Llevamos años instalados en la percepción de que el país no avanza, que nada se mueve en la dirección adecuada. No es una percepción nueva, por más que tendamos a descubrirla en cada ocasión como si fuera fruto de los días que vivimos. En realidad, ese pesimismo es consustancial a la Historia de España, tal y como la hemos interpretado siempre los españoles. Su máxima manifestación es la pérdida de las últimas colonias americanas y asiáticas, el desastre del 98, que supuso al mismo tiempo una derrota militar inevitable -la de una efímera guerra contra los Estados Unidos- y la confirmación de que el antieuropeísmo español, forjado en las guerras religiosas y refrendado con el levantamiento contra la invasión napoleónica, no podía sostenerse tras la caída del imperio.

Fue en esa etapa de nuestra historia, probablemente como respuesta a la pérdida de una supuesta grandeza colonial, pero también a los nacionalismos que comienzan a surgir en la periferia, cuando el pensamiento español reacciona con una vívida defensa de la reincorporación nacional a la civilización europea. Personajes como Joaquín Costa, precursor de esa idea, Ortega y Gasset, el propio Azaña, son claves en ese proceso, que siembra a las clases medias que comienzan a surgir en las principales ciudades del país, y se quiebra con el fracaso de Marruecos, y el recurso a la intervención militar, una intervención que se impone sin siquiera un desfile o una arenga, porque la vieja clase política dinástica encontró en el golpe de Primo de Rivera la salida a la crisis institucional que supuso la derrota militar en el barranco del Lobo y Annual. Un golpe surgido de un ejército humillado que en pocos años llevaría al rey Alfonso al exilio, y alumbraría una república nacida mientras Europa se hacía fascista, y que quiso ser democrática pero no supo ser también liberal.

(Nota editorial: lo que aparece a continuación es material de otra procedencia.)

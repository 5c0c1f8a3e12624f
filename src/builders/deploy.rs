//! Deployment of the OS tree into a mounted sysroot.
//!
//! Shared by the disk builder (sysroot on the root partition) and the live builder
//! (sysroot on the root filesystem image).

use anyhow::{Context, Result};
use log::{debug, info};
use std::fs;
use std::path::{Path, PathBuf};

use super::tools::{Tool, ToolRunner};
use super::tree::Tree;
use super::BuildError;

/// Apply the SELinux context the host policy assigns to `policy_path` onto `target`.
pub fn label(runner: &dyn ToolRunner, policy_path: &str, target: &Path) -> Result<()> {
    let output = runner
        .run(&Tool::new("matchpathcon").arg("-n").arg(policy_path))
        .context(format!("failed to look up SELinux context of {}", policy_path))?;
    let context = output.trim();
    debug!("labeling {} as {}", target.display(), context);
    runner
        .run(&Tool::new("chcon").arg(context).arg(target))
        .context(format!("failed to label {}", target.display()))?;
    Ok(())
}

/// Directory holding deployment of `commit`.
pub fn deployment_root(sysroot: &Path, osname: &str, commit: &str) -> PathBuf {
    sysroot
        .join("ostree/deploy")
        .join(osname)
        .join("deploy")
        .join(format!("{}.0", commit))
}

/// Directory holding the persistent `/var` of `osname`.
pub fn var_root(sysroot: &Path, osname: &str) -> PathBuf {
    sysroot.join("ostree/deploy").join(osname).join("var")
}

/// Pull `refs` into a fresh repository under `sysroot` and deploy the main ref.
///
/// Returns the deployment root.
pub fn deploy_tree(
    runner: &dyn ToolRunner,
    tree: &Tree<'_>,
    sysroot: &Path,
    commit: &str,
    refs: &[String],
) -> Result<PathBuf> {
    info!("deploying {} ({})", tree.main_ref(), commit);
    let repo = sysroot.join("ostree/repo");
    for dir in [repo.clone(), sysroot.join("ostree/deploy")] {
        fs::create_dir_all(&dir).context(format!("failed to create {}", dir.display()))?;
    }

    runner
        .run(
            &Tool::new("ostree")
                .arg(format!("--repo={}", repo.display()))
                .args(["init", "--mode=bare"]),
        )
        .context("failed to initialize sysroot repository")?;

    tree.pull_into(&repo, refs)
        .context("failed to pull tree into sysroot repository")?;

    let sysroot_arg = format!("--sysroot={}", sysroot.display());
    runner
        .run(
            &Tool::new("ostree")
                .args(["admin", "os-init"])
                .arg(tree.osname())
                .arg(&sysroot_arg),
        )
        .context("failed to initialize OS in sysroot")?;
    runner
        .run(
            &Tool::new("ostree")
                .args(["admin", "deploy"])
                .arg(tree.main_ref())
                .arg(&sysroot_arg)
                .arg(format!("--os={}", tree.osname())),
        )
        .context("failed to deploy tree")?;

    let root = deployment_root(sysroot, tree.osname(), commit);
    if !root.is_dir() {
        return Err(BuildError::MissingDeployment {
            commit: commit.to_string(),
            path: root,
        }
        .into());
    }
    debug!("deployment root: {}", root.display());
    Ok(root)
}

/// Create the minimal `/var` skeleton and label `/var/home`.
pub fn prepare_var(
    runner: &dyn ToolRunner,
    sysroot: &Path,
    osname: &str,
    selinux: bool,
) -> Result<()> {
    let var = var_root(sysroot, osname);
    for dir in ["home", "log/journal", "lib/systemd"] {
        let path = var.join(dir);
        fs::create_dir_all(&path).context(format!("failed to create {}", path.display()))?;
    }
    if selinux {
        label(runner, "/home", &var.join("home"))?;
    }
    Ok(())
}

#[cfg(test)]
mod tests {
    use super::*;
    use crate::builders::tools::fake::FakeRunner;
    use crate::manifest::Manifest;
    use tempdir::TempDir;

    fn manifest() -> Manifest {
        Manifest::parse(
            "type: disk\nosname: liri\nmain-ref: os/x86_64/stable\nremote-url: https://example.org\n",
        )
        .expect("valid manifest")
    }

    #[test]
    fn test_label() -> Result<()> {
        let runner = FakeRunner::new();
        runner.on("matchpathcon", |_| Ok("system_u:object_r:root_t:s0\n".to_string()));
        label(&runner, "/", Path::new("/mnt/root"))?;
        assert_eq!(
            runner.lines_of("chcon"),
            vec!["chcon system_u:object_r:root_t:s0 /mnt/root"]
        );
        Ok(())
    }

    #[test]
    fn test_deploy_tree() -> Result<()> {
        let tmp = TempDir::new("deploy-test")?;
        let sysroot = tmp.path().join("root");
        let runner = FakeRunner::new();
        let root = deployment_root(&sysroot, "liri", "abc");
        let created = root.clone();
        runner.on_arg("ostree", "deploy", move |_| {
            fs::create_dir_all(&created).map_err(|e| {
                crate::builders::tools::ToolError::failed("ostree", "1", &e.to_string())
            })?;
            Ok(String::new())
        });
        let manifest = manifest();
        let tree = Tree::new(&runner, &manifest, "x86_64", tmp.path());

        let refs = vec![tree.main_ref().to_string()];
        assert_eq!(deploy_tree(&runner, &tree, &sysroot, "abc", &refs)?, root);
        let lines = runner.lines_of("ostree");
        assert!(lines[0].ends_with("init --mode=bare"));
        assert!(lines[1].starts_with("ostree pull-local"));
        assert!(lines[1].ends_with("--disable-fsync"));
        assert_eq!(
            lines[3],
            format!(
                "ostree admin deploy os/x86_64/stable --sysroot={} --os=liri",
                sysroot.display()
            )
        );
        Ok(())
    }

    #[test]
    fn test_missing_deployment_is_fatal() -> Result<()> {
        let tmp = TempDir::new("deploy-test")?;
        let runner = FakeRunner::new();
        let manifest = manifest();
        let tree = Tree::new(&runner, &manifest, "x86_64", tmp.path());
        let err = deploy_tree(&runner, &tree, &tmp.path().join("root"), "abc", tree.refs())
            .unwrap_err();
        assert!(matches!(
            err.downcast_ref::<BuildError>(),
            Some(BuildError::MissingDeployment { .. })
        ));
        Ok(())
    }

    #[test]
    fn test_prepare_var() -> Result<()> {
        let tmp = TempDir::new("deploy-test")?;
        let runner = FakeRunner::new();
        prepare_var(&runner, tmp.path(), "liri", false)?;
        assert!(var_root(tmp.path(), "liri").join("log/journal").is_dir());
        assert!(runner.calls().is_empty());
        prepare_var(&runner, tmp.path(), "liri", true)?;
        assert_eq!(runner.lines_of("matchpathcon"), vec!["matchpathcon -n /home"]);
        Ok(())
    }
}
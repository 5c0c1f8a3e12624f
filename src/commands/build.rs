use anyhow::{Context, Result};
use clap::ValueHint;
use log::info;
use std::path::{Path, PathBuf};
use time::macros::format_description;
use time::OffsetDateTime;

use super::{missing_tools, SourceArgs};
use crate::builders::tools::HostRunner;
use crate::builders::{self, BuildError, BuildOpts};
use crate::manifest::{ImageType, Manifest};
use crate::{print_object, OutputFormat};

/// Overlay directories must carry this file, it marks them as image configuration.
const CONFIGDIR_MARKER: &str = "README-devel.md";

/// Build command.
#[derive(Clone, Debug, clap::Parser)]
pub struct BuildArgs {
    #[command(flatten)]
    pub source: SourceArgs,

    /// Directory with files copied onto live media.
    ///
    /// `@@FSLABEL@@` and `@@KERNEL-ARGS@@` are substituted in every copied file.
    #[arg(long, short = 'c', value_name = "DIR", value_hint = ValueHint::DirPath)]
    pub configdir: Option<PathBuf>,

    /// Output image file.
    ///
    /// Defaults to '<osname>-<timestamp>-<arch>' with an extension matching the image type.
    #[arg(long, short = 'o', value_name = "FILE", value_hint = ValueHint::FilePath)]
    pub output: Option<PathBuf>,

    /// Filesystem label of live media (at most 32 bytes, longer labels are truncated).
    #[arg(long, value_name = "LABEL")]
    pub fslabel: Option<String>,

    /// Overwrite existing output file.
    #[arg(long, short = 'f')]
    pub force: bool,

    /// Directory with isolinux binaries.
    #[arg(
        long,
        value_name = "DIR",
        value_hint = ValueHint::DirPath,
        default_value = "/usr/share/syslinux"
    )]
    pub syslinux_dir: PathBuf,
}

impl BuildArgs {
    /// Run build subcommand.
    pub fn run(&self, format: OutputFormat) -> Result<()> {
        let manifest = self.source.load_manifest()?;
        check_options(&manifest, self.fslabel.as_deref(), self.configdir.as_deref())?;

        // SAFETY: geteuid() has no preconditions and cannot fail.
        if unsafe { libc::geteuid() } != 0 {
            return Err(BuildError::Precondition("Please run this as root!".to_string()).into());
        }

        let tools = builders::required_tools(&manifest, &self.source.arch);
        let missing = missing_tools(&tools);
        if !missing.is_empty() {
            return Err(BuildError::Precondition(format!(
                "Required tools not found in PATH: {}",
                missing.join(", ")
            ))
            .into());
        }

        let timestamp = build_timestamp(OffsetDateTime::now_utc())?;
        let output = match &self.output {
            Some(output) => output.clone(),
            None => default_output(&manifest, &timestamp, &self.source.arch),
        };
        let output = std::path::absolute(&output)
            .context(format!("invalid output path {}", output.display()))?;

        let opts = BuildOpts {
            manifest,
            arch: self.source.arch.clone(),
            workdir: self.source.workdir.clone(),
            configdir: self.configdir.clone(),
            output,
            fslabel: self.fslabel.clone(),
            force: self.force,
            syslinux_dir: self.syslinux_dir.clone(),
            timestamp,
        };
        info!(
            "building {} image for {}",
            opts.manifest.image_type, opts.arch
        );
        let summary = builders::build(&opts, &HostRunner)?;
        print_object(format, &summary)
    }
}

/// Reject option combinations that make no sense for the manifest.
fn check_options(
    manifest: &Manifest,
    fslabel: Option<&str>,
    configdir: Option<&Path>,
) -> Result<(), BuildError> {
    if fslabel.is_some() && manifest.image_type != ImageType::Live {
        return Err(BuildError::Precondition(format!(
            "'--fslabel' is only valid for live images, not {}",
            manifest.image_type
        )));
    }
    if let Some(configdir) = configdir {
        if !configdir.join(CONFIGDIR_MARKER).is_file() {
            return Err(BuildError::Precondition(format!(
                "'{}' is not an image configuration directory (no {} found)",
                configdir.display(),
                CONFIGDIR_MARKER
            )));
        }
    }
    Ok(())
}

/// Timestamp embedded in default names, `YYYYmmddHHMM`.
fn build_timestamp(now: OffsetDateTime) -> Result<String> {
    now.format(format_description!("[year][month][day][hour][minute]"))
        .context("failed to format build timestamp")
}

fn default_output(manifest: &Manifest, timestamp: &str, arch: &str) -> PathBuf {
    PathBuf::from(format!(
        "{}-{}-{}.{}",
        manifest.osname,
        timestamp,
        arch,
        manifest.image_type.extension()
    ))
}
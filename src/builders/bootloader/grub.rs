//! UEFI boot menu (GRUB) of live media.

use super::{fill_template, join_kargs, Stanza, MEDIA_CHECK_KARG};

const TEMPLATE: &str = "set default=\"0\"

function load_video {
  insmod efi_gop
  insmod efi_uga
  insmod video_bochs
  insmod video_cirrus
  insmod all_video
}

load_video
set gfxpayload=keep
insmod gzio
insmod part_gpt
insmod ext2

set timeout=@@TIMEOUT@@
### END /etc/grub.d/00_header ###

### BEGIN /etc/grub.d/10_linux ###
@@STANZAS@@
";

/// Menu of the GRUB EFI bootloader.
#[derive(Clone, Debug, PartialEq, Eq)]
pub struct GrubConfig {
    product: String,
    fslabel: String,
    timeout: u32,
    stanzas: Vec<Stanza>,
}

impl GrubConfig {
    /// `timeout` is in seconds.
    pub fn new(product: &str, fslabel: &str, timeout: u32) -> Self {
        Self {
            product: product.to_string(),
            fslabel: fslabel.to_string(),
            timeout,
            stanzas: Vec::new(),
        }
    }

    pub fn add_linux_stanza(&mut self, kargs: &str) {
        self.stanzas.push(Stanza::new(
            "linux",
            format!("Start {}", self.product),
            kargs,
        ));
    }

    pub fn add_check_stanza(&mut self, kargs: &str) {
        self.stanzas.push(Stanza::new(
            "check",
            format!("Test this media & start {}", self.product),
            join_kargs(kargs, MEDIA_CHECK_KARG),
        ));
    }

    fn render_stanza(&self, stanza: &Stanza) -> String {
        format!(
            "menuentry '{}' --class fedora --class gnu-linux --class gnu --class os {{\n  linux /images/vmlinuz root=live:CDLABEL={} {}\n  initrd /images/initramfs.img\n}}",
            stanza.label, self.fslabel, stanza.kargs
        )
    }

    /// Full `grub.cfg` text.
    pub fn render(&self) -> String {
        let stanzas = self
            .stanzas
            .iter()
            .map(|stanza| self.render_stanza(stanza))
            .collect::<Vec<_>>()
            .join("\n\n");
        let timeout = self.timeout.to_string();
        fill_template(
            TEMPLATE,
            &[("TIMEOUT", timeout.as_str()), ("STANZAS", stanzas.as_str())],
        )
    }
}

#[cfg(test)]
mod tests {
    use super::GrubConfig;

    #[test]
    fn test_render_empty() {
        let text = GrubConfig::new("Liri OS (Live)", "LIRI", 1).render();
        assert!(!text.contains("@@"));
        assert!(!text.contains("menuentry"));
        assert!(text.contains("set timeout=1\n"));
    }

    #[test]
    fn test_render_entries() {
        let mut config = GrubConfig::new("Liri OS (Live)", "LIRI", 1);
        config.add_linux_stanza("quiet rd.live.image");
        config.add_check_stanza("quiet rd.live.image");
        let text = config.render();
        assert_eq!(text.matches("menuentry '").count(), 2);
        assert!(text.contains("menuentry 'Start Liri OS (Live)' --class fedora"));
        assert!(text.contains(
            "  linux /images/vmlinuz root=live:CDLABEL=LIRI quiet rd.live.image rd.live.check\n"
        ));
        assert!(text.contains("}\n\nmenuentry 'Test this media & start Liri OS (Live)'"));
    }

    #[test]
    fn test_check_without_memtest() {
        let mut config = GrubConfig::new("Liri OS (Live)", "LIRI", 1);
        config.add_linux_stanza("quiet rhgb rd.live.image");
        config.add_check_stanza("quiet rhgb rd.live.image");
        let text = config.render();
        assert_eq!(text.matches("rd.live.check").count(), 1);
        assert_eq!(text.matches("menuentry '").count(), 2);
        assert_eq!(text.matches("memtest").count(), 0);
    }
}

A partir de ahí, la historia nos es más próxima: la ilusión republicana se hundió en luchas intestinas para dar paso a la Guerra Civil y un estado dictatorial y autárquico. Y otra vez, cuarenta años más tarde, fueron las clases medias las que hicieron avanzar a la nación en dirección a un doble acuerdo para superar el pasado y resolver las tensiones territoriales entre centro y periferia. Un acuerdo constitucional imperfecto y -gracias a eso- estabilizador y duradero que proporcionó al país el mayor impulso político y económico de su historia reciente y nos metió en Europa.

La gran recesión de 2008, el aventurerismo populista de la política indignada surgida de la crisis y el egoísmo de los partidos constitucionales provocaron una etapa de revisión destructiva del mayor logro de la democracia española: ahora vivimos la quiebra de los consensos constitucionales, con una inútil y perversa revitalización simbólica de aquel franquismo que habíamos enterrado para siempre, y de esa Cataluña trágica que incendia sus calles a la búsqueda de un faro que ilumine su viaje a ninguna parte.

Hemos regresado a lo más recurrente de nuestro imaginario colectivo: un país atascado, a la espera de liderazgos capaces de entenderse y de una ciudadanía dispuesta a coger el relevo de sus mayores. Pero han pasado ya casi ocho años desde lo peor de la crisis, y las dirigencias que se nos presentan son siempre peores que las anteriores. ¿Y los ciudadanos? Como en el 98: hablando en los bares y escribiendo en los papeles sobre lo mal que está todo. La mejor receta -nos dice la Historia- para que todo vaya aún peor.